Heres the uncomfortable truth that nobody in your HR department will ever say out loud: the instincts that feel right in this moment – report to your supervisor, document everything, tell a trusted colleague – those instincts can destroy your career and your legal protection faster then the fraud you discovered. We put this information on our website because most people have no idea how this actualy works.

The First Instinct That Ruins Everything

The first thought most people have is to report internally. Go to HR. Use the ethics hotline. Tell a supervisor. That feels like the responsible thing to do – actualy it’s what companies train employees to do. It’s also the move that strips away almost all legal protection under federal whistleblower statutes.

Heres the thing. In 2018, the Supreme Court decided a case called Digital Realty Trust v. Somers that changed everything for employees who discover wrongdoing. The Court ruled that the Dodd-Frank Act’s anti-retaliation protections – the strongest protections available to whistleblowers – only apply if you report to the SEC in writing. Report internally first without also reporting to the SEC? You’re an at-will employee who can be fired for any reason, or no reason at all.

Most employees beleive that reporting to their company’s compliance department gives them whistleblower protection. It dosent. The protections you think exist basicly vanish the moment you choose internal-only reporting. This isnt a technicality – it’s the law as the Supreme Court has interpreted it, and it applies to every single whistleblower case going forward.

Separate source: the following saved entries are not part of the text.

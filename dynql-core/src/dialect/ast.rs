/// Abstract syntax tree for dialect statements
///
/// One variant per leading keyword. The tree keeps source-level shapes
/// (option text, raw literals, placeholder indexes); meaning is assigned by
/// the compiler.

use super::lexer::Position;
use crate::Value;

/// Top-level dialect statement
#[derive(Debug, Clone, PartialEq)]
pub enum DialectStatement {
    CreateTable(CreateTableStatement),
    DropTable(DropTableStatement),
    ListTables,
    Insert(InsertStatement),
    Select(SelectStatement),
    Update(UpdateStatement),
    Delete(DeleteStatement),
}

impl DialectStatement {
    /// Number of `?` placeholders in the statement
    pub fn placeholder_count(&self) -> usize {
        let mut count = 0;
        let mut visit = |e: &Expr| count += e.placeholder_count();
        match self {
            DialectStatement::CreateTable(_)
            | DialectStatement::DropTable(_)
            | DialectStatement::ListTables => {}
            DialectStatement::Insert(s) => s.attributes.iter().for_each(|(_, e)| visit(e)),
            DialectStatement::Select(s) => {
                if let Some(wc) = &s.where_clause {
                    wc.conditions.iter().for_each(|c| visit(&c.value));
                }
            }
            DialectStatement::Update(s) => {
                s.set_assignments.iter().for_each(|a| visit(&a.value));
                s.where_clause.conditions.iter().for_each(|c| visit(&c.value));
            }
            DialectStatement::Delete(s) => {
                s.where_clause.conditions.iter().for_each(|c| visit(&c.value));
            }
        }
        count
    }
}

/// CREATE TABLE [IF NOT EXISTS] name WITH opt [WITH opt ...]
#[derive(Debug, Clone, PartialEq)]
pub struct CreateTableStatement {
    pub table_name: String,
    pub if_not_exists: bool,
    pub options: Vec<WithOption>,
}

/// A single `WITH name=value[:type]` clause
#[derive(Debug, Clone, PartialEq)]
pub struct WithOption {
    pub name: String,
    pub value: String,
    /// Text after `:` (key type for pk/sk)
    pub type_name: Option<String>,
    pub position: Position,
}

/// DROP TABLE [IF EXISTS] name
#[derive(Debug, Clone, PartialEq)]
pub struct DropTableStatement {
    pub table_name: String,
    pub if_exists: bool,
}

/// INSERT INTO name VALUE {...}
#[derive(Debug, Clone, PartialEq)]
pub struct InsertStatement {
    pub table_name: String,
    /// Attributes in source order
    pub attributes: Vec<(String, Expr)>,
}

/// SELECT list
#[derive(Debug, Clone, PartialEq)]
pub enum SelectList {
    /// SELECT *
    All,
    /// SELECT attr1, attr2, ...
    Attributes(Vec<String>),
}

#[derive(Debug, Clone, PartialEq)]
pub struct SelectStatement {
    pub table_name: String,
    pub select_list: SelectList,
    pub where_clause: Option<WhereClause>,
}

/// WHERE clause with AND-ed equality conditions
#[derive(Debug, Clone, PartialEq)]
pub struct WhereClause {
    pub conditions: Vec<Condition>,
}

impl WhereClause {
    /// Get condition for a specific attribute
    pub fn get_condition(&self, attr_name: &str) -> Option<&Condition> {
        self.conditions.iter().find(|c| c.attribute == attr_name)
    }

    pub fn has_condition(&self, attr_name: &str) -> bool {
        self.get_condition(attr_name).is_some()
    }
}

/// `attribute = value`
#[derive(Debug, Clone, PartialEq)]
pub struct Condition {
    pub attribute: String,
    pub value: Expr,
}

#[derive(Debug, Clone, PartialEq)]
pub struct UpdateStatement {
    pub table_name: String,
    pub set_assignments: Vec<SetAssignment>,
    pub where_clause: WhereClause,
}

/// SET attr = value
#[derive(Debug, Clone, PartialEq)]
pub struct SetAssignment {
    pub attribute: String,
    pub value: Expr,
}

#[derive(Debug, Clone, PartialEq)]
pub struct DeleteStatement {
    pub table_name: String,
    pub where_clause: WhereClause,
}

/// Literal value as written in the source
#[derive(Debug, Clone, PartialEq)]
pub enum Literal {
    /// Number (kept as text for precision)
    Number(String),
    String(String),
    Boolean(bool),
    Null,
}

impl Literal {
    pub fn to_value(&self) -> Value {
        match self {
            Literal::Number(n) => Value::N(n.clone()),
            Literal::String(s) => Value::S(s.clone()),
            Literal::Boolean(b) => Value::Bool(*b),
            Literal::Null => Value::Null,
        }
    }
}

/// Value expression: literal, placeholder, or nested document
#[derive(Debug, Clone, PartialEq)]
pub enum Expr {
    Literal(Literal),
    /// Zero-based index of the `?` in source order
    Placeholder(usize),
    Map(Vec<(String, Expr)>),
    List(Vec<Expr>),
}

impl Expr {
    pub fn placeholder_count(&self) -> usize {
        match self {
            Expr::Literal(_) => 0,
            Expr::Placeholder(_) => 1,
            Expr::Map(entries) => entries.iter().map(|(_, e)| e.placeholder_count()).sum(),
            Expr::List(items) => items.iter().map(Expr::placeholder_count).sum(),
        }
    }
}

#[cfg(test)]
mod tests {
    use super::*;

    fn cond(attr: &str, value: Expr) -> Condition {
        Condition {
            attribute: attr.to_string(),
            value,
        }
    }

    #[test]
    fn test_where_clause_get_condition() {
        let where_clause = WhereClause {
            conditions: vec![
                cond("id", Expr::Literal(Literal::String("1".into()))),
                cond("age", Expr::Placeholder(0)),
            ],
        };

        assert!(where_clause.get_condition("id").is_some());
        assert!(where_clause.has_condition("age"));
        assert!(where_clause.get_condition("name").is_none());
    }

    #[test]
    fn test_placeholder_count_walks_nested_values() {
        let stmt = DialectStatement::Insert(InsertStatement {
            table_name: "t".into(),
            attributes: vec![
                ("id".into(), Expr::Placeholder(0)),
                (
                    "doc".into(),
                    Expr::Map(vec![
                        ("a".into(), Expr::Placeholder(1)),
                        ("b".into(), Expr::List(vec![Expr::Placeholder(2), Expr::Literal(Literal::Null)])),
                    ]),
                ),
            ],
        });
        assert_eq!(stmt.placeholder_count(), 3);
        assert_eq!(DialectStatement::ListTables.placeholder_count(), 0);
    }

    #[test]
    fn test_literal_to_value() {
        assert_eq!(Literal::Number("42".into()).to_value(), Value::N("42".into()));
        assert_eq!(Literal::String("x".into()).to_value(), Value::S("x".into()));
        assert_eq!(Literal::Boolean(true).to_value(), Value::Bool(true));
        assert_eq!(Literal::Null.to_value(), Value::Null);
    }
}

our lead attorney has handled hundreds of cases were employees discovered wrongdoing and made decisions in the first 48 hours that determined everything that followed. The pattern is always the same: person discovers fraud, person reports to HR thinking they’re protected, person gets fired six weeks later for “performance issues” that suddenly appeared out of nowhere, person learns they have no Dodd-Frank claim becuase they never reported to the SEC. We’ve watched this happen dozens of times. The shock on people’s faces when they learn the truth is always the same.

The Sarbanes-Oxley Act does provide some protection for internal reporters – but it’s dramaticly weaker. SOX gives you 180 days to file a complaint with OSHA, and you have to go through an administrative process before you can get to federal court. Dodd-Frank gives you six years and direct access to court. Thats the differance between real protection and performative protection.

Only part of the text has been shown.